> EXERCISE REQUIREMENTS
Set down the records below in full, exactly as they read.

> EXERCISE MATERIALS

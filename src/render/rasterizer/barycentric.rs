//! Bounding-box rasterization with barycentric coordinates and a z-buffer.
//!
//! For each pixel `P` in the triangle's clamped bounding box, the weights
//! `(w0, w1, w2)` of `P = w0*A + w1*B + w2*C` are found from a single cross
//! product:
//!
//! ```text
//! u = (C.x-A.x, B.x-A.x, A.x-P.x) × (C.y-A.y, B.y-A.y, A.y-P.y)
//! (w0, w1, w2) = (1 - (u.x+u.y)/u.z, u.y/u.z, u.x/u.z)
//! ```
//!
//! `u.z` is twice the signed area of the triangle. The pixel is inside when
//! no weight is negative, which works for either winding.

use super::{Rasterizer, Triangle};
use crate::colors::Color;
use crate::math::vec2::Vec2;
use crate::math::vec3::Vec3;
use crate::render::framebuffer::{DepthBuffer, FrameBuffer};
use crate::tga::TgaImage;

/// Smallest `|u.z|` treated as a real triangle.
///
/// Screen x/y are snapped to whole pixels before rasterization, so `u.z` is
/// an integer and anything below one is exactly zero area. `u.z` is twice the
/// area, so with sub-pixel coordinates every triangle whose area is below
/// 0.5 square pixels is dropped.
pub const DEGENERATE_AREA: f32 = 1.0;

/// Returned for degenerate triangles; its negative weight rejects every pixel.
const OUTSIDE: Vec3 = Vec3::new(-1.0, 1.0, 1.0);

/// Triangle rasterizer using barycentric coordinates.
///
/// Evaluates every pixel of the bounding box and keeps only those inside the
/// triangle that pass the depth test.
pub struct BarycentricRasterizer;

impl BarycentricRasterizer {
    pub fn new() -> Self {
        BarycentricRasterizer {}
    }
}

impl Default for BarycentricRasterizer {
    fn default() -> Self {
        Self::new()
    }
}

impl Rasterizer for BarycentricRasterizer {
    fn fill_triangle(&self, triangle: &Triangle, buffer: &mut FrameBuffer, color: Color) {
        fill_triangle_barycentric(&triangle.points, buffer.depth, buffer.image, color);
    }

    fn uses_depth(&self) -> bool {
        true
    }
}

/// Barycentric weights of `p` relative to `pts`, or [`OUTSIDE`] when the
/// triangle has (near) zero area.
#[inline]
pub fn barycentric(pts: &[Vec3; 3], p: Vec2) -> Vec3 {
    let [a, b, c] = *pts;
    let xs = Vec3::new(c.x - a.x, b.x - a.x, a.x - p.x);
    let ys = Vec3::new(c.y - a.y, b.y - a.y, a.y - p.y);
    let u = xs.cross(ys);
    if u.z.abs() < DEGENERATE_AREA {
        return OUTSIDE;
    }
    Vec3::new(1.0 - (u.x + u.y) / u.z, u.y / u.z, u.x / u.z)
}

/// Fills the triangle, writing color and depth where the interpolated depth
/// is strictly greater than what the depth buffer already holds.
///
/// Depth is interpolated as `z0 + w1*(z1-z0) + w2*(z2-z0)`, which is exact
/// for triangles of constant depth. Degenerate or non-finite triangles draw
/// nothing.
pub fn fill_triangle_barycentric(
    pts: &[Vec3; 3],
    depth: &mut DepthBuffer,
    image: &mut TgaImage,
    color: Color,
) {
    if pts.iter().any(|p| !(p.x.is_finite() && p.y.is_finite() && p.z.is_finite())) {
        return;
    }

    let clamp = Vec2::new(image.width() as f32 - 1.0, image.height() as f32 - 1.0);
    let mut bbox_min = clamp;
    let mut bbox_max = Vec2::ZERO;
    for p in pts {
        for axis in 0..2 {
            bbox_min[axis] = bbox_min[axis].min(p[axis]).max(0.0);
            bbox_max[axis] = bbox_max[axis].max(p[axis]).min(clamp[axis]);
        }
    }

    let (x_start, x_end) = (bbox_min.x.floor() as i32, bbox_max.x.ceil() as i32);
    let (y_start, y_end) = (bbox_min.y.floor() as i32, bbox_max.y.ceil() as i32);

    let [a, b, c] = *pts;
    for y in y_start..=y_end {
        for x in x_start..=x_end {
            let w = barycentric(pts, Vec2::new(x as f32, y as f32));
            if w.x < 0.0 || w.y < 0.0 || w.z < 0.0 {
                continue;
            }
            let z = a.z + w.y * (b.z - a.z) + w.z * (c.z - a.z);
            if depth.test_and_set(x, y, z) {
                image.set(x, y, color);
            }
        }
    }
}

> FINISHED TASK
filename src/render/rasterizer/barycentric.rs
//! Bounding-box rasterization with barycentric coordinates and a z-buffer.
//!
//! For each pixel `P` in the triangle's clamped bounding box, the weights
//! `(w0, w1, w2)` of `P = w0*A + w1*B + w2*C` are found from a single cross
//! product:
//!
//! ```text
//! u = (C.x-A.x, B.x-A.x, A.x-P.x) × (C.y-A.y, B.y-A.y, A.y-P.y)
//! (w0, w1, w2) = (1 - (u.x+u.y)/u.z, u.y/u.z, u.x/u.z)
//! ```
//!
//! `u.z` is twice the signed area of the triangle. The pixel is inside when
//! no weight is negative, which works for either winding.

use super::{Rasterizer, Triangle};
use crate::colors::Color;
use crate::math::vec2::Vec2;
use crate::math::vec3::Vec3;
use crate::render::framebuffer::{DepthBuffer, FrameBuffer};
use crate::tga::TgaImage;

/// Smallest `|u.z|` treated as a real triangle.
///
/// Screen x/y are snapped to whole pixels before rasterization, so `u.z` is
/// an integer and anything below one is exactly zero area. `u.z` is twice the
/// area, so with sub-pixel coordinates every triangle whose area is below
/// 0.5 square pixels is dropped.
pub const DEGENERATE_AREA: f32 = 1.0;

/// Returned for degenerate triangles; its negative weight rejects every pixel.
const OUTSIDE: Vec3 = Vec3::new(-1.0, 1.0, 1.0);

/// Triangle rasterizer using barycentric coordinates.
///
/// Evaluates every pixel of the bounding box and keeps only those inside the
/// triangle that pass the depth test.
pub struct BarycentricRasterizer;

impl BarycentricRasterizer {
    pub fn new() -> Self {
        BarycentricRasterizer {}
    }
}

impl Default for BarycentricRasterizer {
    fn default() -> Self {
        Self::new()
    }
}

impl Rasterizer for BarycentricRasterizer {
    fn fill_triangle(&self, triangle: &Triangle, buffer: &mut FrameBuffer, color: Color) {
        fill_triangle_barycentric(&triangle.points, buffer.depth, buffer.image, color);
    }

    fn uses_depth(&self) -> bool {
        true
    }
}

/// Barycentric weights of `p` relative to `pts`, or [`OUTSIDE`] when the
/// triangle has (near) zero area.
#[inline]
pub fn barycentric(pts: &[Vec3; 3], p: Vec2) -> Vec3 {
    let [a, b, c] = *pts;
    let xs = Vec3::new(c.x - a.x, b.x - a.x, a.x - p.x);
    let ys = Vec3::new(c.y - a.y, b.y - a.y, a.y - p.y);
    let u = xs.cross(ys);
    if u.z.abs() < DEGENERATE_AREA {
        return OUTSIDE;
    }
    Vec3::new(1.0 - (u.x + u.y) / u.z, u.y / u.z, u.x / u.z)
}

/// Fills the triangle, writing color and depth where the interpolated depth
/// is strictly greater than what the depth buffer already holds.
///
/// Depth is interpolated as `z0 + w1*(z1-z0) + w2*(z2-z0)`, which is exact
/// for triangles of constant depth. Degenerate or non-finite triangles draw
/// nothing.
pub fn fill_triangle_barycentric(
    pts: &[Vec3; 3],
    depth: &mut DepthBuffer,
    image: &mut TgaImage,
    color: Color,
) {
    if pts.iter().any(|p| !(p.x.is_finite() && p.y.is_finite() && p.z.is_finite())) {
        return;
    }

    let clamp = Vec2::new(image.width() as f32 - 1.0, image.height() as f32 - 1.0);
    let mut bbox_min = clamp;
    let mut bbox_max = Vec2::ZERO;
    for p in pts {
        for axis in 0..2 {
            bbox_min[axis] = bbox_min[axis].min(p[axis]).max(0.0);
            bbox_max[axis] = bbox_max[axis].max(p[axis]).min(clamp[axis]);
        }
    }

    let (x_start, x_end) = (bbox_min.x.floor() as i32, bbox_max.x.ceil() as i32);
    let (y_start, y_end) = (bbox_min.y.floor() as i32, bbox_max.y.ceil() as i32);

    let [a, b, c] = *pts;
    for y in y_start..=y_end {
        for x in x_start..=x_end {
            let w = barycentric(pts, Vec2::new(x as f32, y as f32));
            if w.x < 0.0 || w.y < 0.0 || w.z < 0.0 {
                continue;
            }
            let z = a.z + w.y * (b.z - a.z) + w.z * (c.z - a.z);
            if depth.test_and_set(x, y, z) {
                image.set(x, y, color);
            }
        }
    }
}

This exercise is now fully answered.